For now, I am saving all the information that I get from dependency parsing. I will later exploe what each of these levels mean.

In [277]:
import numpy as np

basic_dep_tags = ['csubj', 'aux', 'acl:relcl', 'mark', 'expl', 'amod', 'acl', 'parataxis', 'compound',
            'advmod', 'nmod:poss', 'cc:preconj', 'det', 'case', 'ROOT', 'punct', 'nmod:npmod', 
            'nsubjpass', 'det:predet', 'advcl', 'root', 'dep', 'mwe', 'xcomp', 'nmod', 'cop', 
            'cc', 'nsubj', 'csubjpass', 'appos', 'conj', 'nummod', 'discourse', 'auxpass', 'ccomp',
            'nmod:tmod', 'iobj', 'compound:prt', 'dobj', 'neg', 'NO_DEP']

pos_tags = ['RBS', "''", 'VB', '#', '.', 'WP$', 'SYM', 'LS', 'WDT', 'NNP', 'TO', 'CD', 'NNPS', 
            'NN', 'MD', 'RBR', 'JJS', 'VBN', 'VBP', '``', 'WRB', 'JJR', 'VBD', 'FW', 'RB', 'NNS',
            'POS', ',', 'PDT', 'UH', 'VBG', '$', 'PRP$', 'VBZ', 'PRP', ':', 'WP', 'IN', 'CC', 'DT',
            'JJ', 'RP', 'EX', 'NO_POS']

def get_dep_pos(string):
    this_pos = []
    json_dict = json.loads(string)

    for token in json_dict['tokens']:
        this_pos.append(pos_tags.index(token['pos']))

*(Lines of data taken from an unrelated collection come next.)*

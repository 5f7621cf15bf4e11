// src/config.rs
//! Coordinator configuration, loaded from YAML over built-in defaults

use serde::{Deserialize, Serialize};
use std::fs;
use std::path::Path;

use crate::error::{CoordinatorError, Result};
use crate::log_info;

pub const CHANNEL_MIN: u8 = 11;
pub const CHANNEL_MAX: u8 = 26;

#[derive(Debug, Clone, Default, PartialEq, Serialize, Deserialize)]
#[serde(default)]
pub struct CoordinatorConfig {
    pub port: PortConfig,
    pub network: NetworkConfig,
    pub valve: ValveConfig,
    pub endpoints: EndpointConfig,
    pub transmit: TxOptions,
    pub timing: TimingConfig,
    pub simulation: SimulationConfig,
}

/// Command port: a serial device, or stdio when `path` is unset
#[derive(Debug, Clone, PartialEq, Serialize, Deserialize)]
#[serde(default)]
pub struct PortConfig {
    pub path: Option<String>,
    pub baud_rate: u32,
    pub max_line: usize,
    pub log_dir: Option<String>,
}

impl Default for PortConfig {
    fn default() -> Self {
        Self {
            path: None,
            baud_rate: 115200,
            max_line: 220,
            log_dir: None,
        }
    }
}

/// Radio parameters read at form-request time
#[derive(Debug, Clone, Copy, PartialEq, Eq, Serialize, Deserialize)]
#[serde(default)]
pub struct NetworkConfig {
    pub pan_id: u16,
    pub channel: u8,
    pub tx_power_dbm: i8,
}

impl Default for NetworkConfig {
    fn default() -> Self {
        Self {
            pan_id: 0xBEEF,
            channel: CHANNEL_MIN,
            tx_power_dbm: 8,
        }
    }
}

impl NetworkConfig {
    pub fn channel_valid(channel: u32) -> bool {
        (CHANNEL_MIN as u32..=CHANNEL_MAX as u32).contains(&channel)
    }
}

#[derive(Debug, Clone, Copy, Default, PartialEq, Eq, Serialize, Deserialize)]
#[serde(rename_all = "lowercase")]
pub enum PathPolicy {
    #[default]
    Auto,
    Direct,
    Binding,
}

impl PathPolicy {
    pub fn as_str(&self) -> &'static str {
        match self {
            PathPolicy::Auto => "auto",
            PathPolicy::Direct => "direct",
            PathPolicy::Binding => "binding",
        }
    }

    pub fn from_name(name: &str) -> Option<Self> {
        match name {
            "auto" => Some(PathPolicy::Auto),
            "direct" => Some(PathPolicy::Direct),
            "binding" => Some(PathPolicy::Binding),
            _ => None,
        }
    }
}

#[derive(Debug, Clone, Copy, PartialEq, Eq, Serialize, Deserialize)]
#[serde(default)]
pub struct ValveConfig {
    pub default_endpoint: u8,
    pub close_above: u16,
    pub open_below: u16,
    pub path: PathPolicy,
}

impl Default for ValveConfig {
    fn default() -> Self {
        Self {
            default_endpoint: 1,
            close_above: 60,
            open_below: 5,
            path: PathPolicy::Auto,
        }
    }
}

/// Local endpoints on the coordinator
#[derive(Debug, Clone, Copy, PartialEq, Eq, Serialize, Deserialize)]
#[serde(default)]
pub struct EndpointConfig {
    pub telemetry: u8,
    pub control: u8,
}

impl Default for EndpointConfig {
    fn default() -> Self {
        Self { telemetry: 1, control: 2 }
    }
}

/// Delivery options handed to every unicast send
#[derive(Debug, Clone, Copy, PartialEq, Eq, Serialize, Deserialize)]
#[serde(default)]
pub struct TxOptions {
    pub ack_request: bool,
    pub retry: bool,
}

impl Default for TxOptions {
    fn default() -> Self {
        Self { ack_request: true, retry: true }
    }
}

#[derive(Debug, Clone, Copy, PartialEq, Eq, Serialize, Deserialize)]
#[serde(default)]
pub struct TimingConfig {
    pub dedup_window_ms: u64,
    pub debounce_ms: u64,
    pub join_window_ms: u64,
    pub data_interval_ms: u64,
    pub data_force_interval_ms: u64,
    pub heartbeat_interval_ms: u64,
    pub tick_interval_ms: u64,
    pub long_press_ms: u64,
    pub join_button_debounce_ms: u64,
}

impl Default for TimingConfig {
    fn default() -> Self {
        Self {
            dedup_window_ms: 2_000,
            debounce_ms: 500,
            join_window_ms: 180_000,
            data_interval_ms: 5_000,
            data_force_interval_ms: 30_000,
            heartbeat_interval_ms: 30_000,
            tick_interval_ms: 20,
            long_press_ms: 1_500,
            join_button_debounce_ms: 2_000,
        }
    }
}

#[derive(Debug, Clone, Copy, PartialEq, Eq, Serialize, Deserialize)]
#[serde(default)]
pub struct SimulationConfig {
    pub telemetry_interval_ms: u64,
    pub seed: Option<u64>,
}

impl Default for SimulationConfig {
    fn default() -> Self {
        Self {
            telemetry_interval_ms: 2_000,
            seed: None,
        }
    }
}

impl CoordinatorConfig {
    /// Load configuration from a YAML file
    ///
    /// `COORD_PORT` overrides `port.path`.
    pub fn load(path: impl AsRef<Path>) -> Result<Self> {
        let path = path.as_ref();
        let text = fs::read_to_string(path)?;
        let mut config = Self::from_yaml(&text)?;

        if let Ok(port) = std::env::var("COORD_PORT") {
            log_info!("Using COORD_PORT from environment: {}", port);
            config.port.path = Some(port);
        }

        config.validate()?;
        log_info!("Loaded coordinator config from {}", path.display());
        Ok(config)
    }

    /// Parse without validating; an empty document yields the defaults
    pub fn from_yaml(text: &str) -> Result<Self> {
        if text.trim().is_empty() {
            return Ok(Self::default());
        }
        Ok(serde_yaml::from_str(text)?)
    }

    pub fn validate(&self) -> Result<()> {
        if !NetworkConfig::channel_valid(self.network.channel as u32) {
            return Err(CoordinatorError::ConfigError(format!(
                "network.channel {} outside {}..={}",
                self.network.channel, CHANNEL_MIN, CHANNEL_MAX
            )));
        }

        if self.valve.open_below >= self.valve.close_above {
            return Err(CoordinatorError::ConfigError(format!(
                "valve.open_below ({}) must be < valve.close_above ({})",
                self.valve.open_below, self.valve.close_above
            )));
        }

        if self.port.max_line < 16 {
            return Err(CoordinatorError::ConfigError(format!(
                "port.max_line {} is too small",
                self.port.max_line
            )));
        }

        if self.timing.tick_interval_ms == 0 || self.timing.data_interval_ms == 0 {
            return Err(CoordinatorError::ConfigError(
                "timing intervals must be greater than 0".to_string(),
            ));
        }

        Ok(())
    }
}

    len_dep = len(this_pos)
    this_dep = [None] * len_dep
    headwords = [None] * len_dep
    this_head_index = [None] * len_dep

    for dep in json_dict['basicDependencies']:
        index, dependency = dep['dependent'], dep['dep']
        this_dep[index - 1] = dep_tags.index(dependency)
        headwords[index - 1] = dep['governorGloss']
        this_head_index[index - 1] = dep['governor']

    this_head_dep = []
    this_head_pos = []

    for head_index in this_head_index:
        if head_index - 1 < 0:
            this_head_dep.append(basic_dep_tags.index('NO_DEP'))
            this_head_pos.append(pos_tags.index('NO_POS'))
        else:
            this_head_dep.append(this_dep[head_index - 1])
            this_head_pos.append(this_pos[head_index - 1])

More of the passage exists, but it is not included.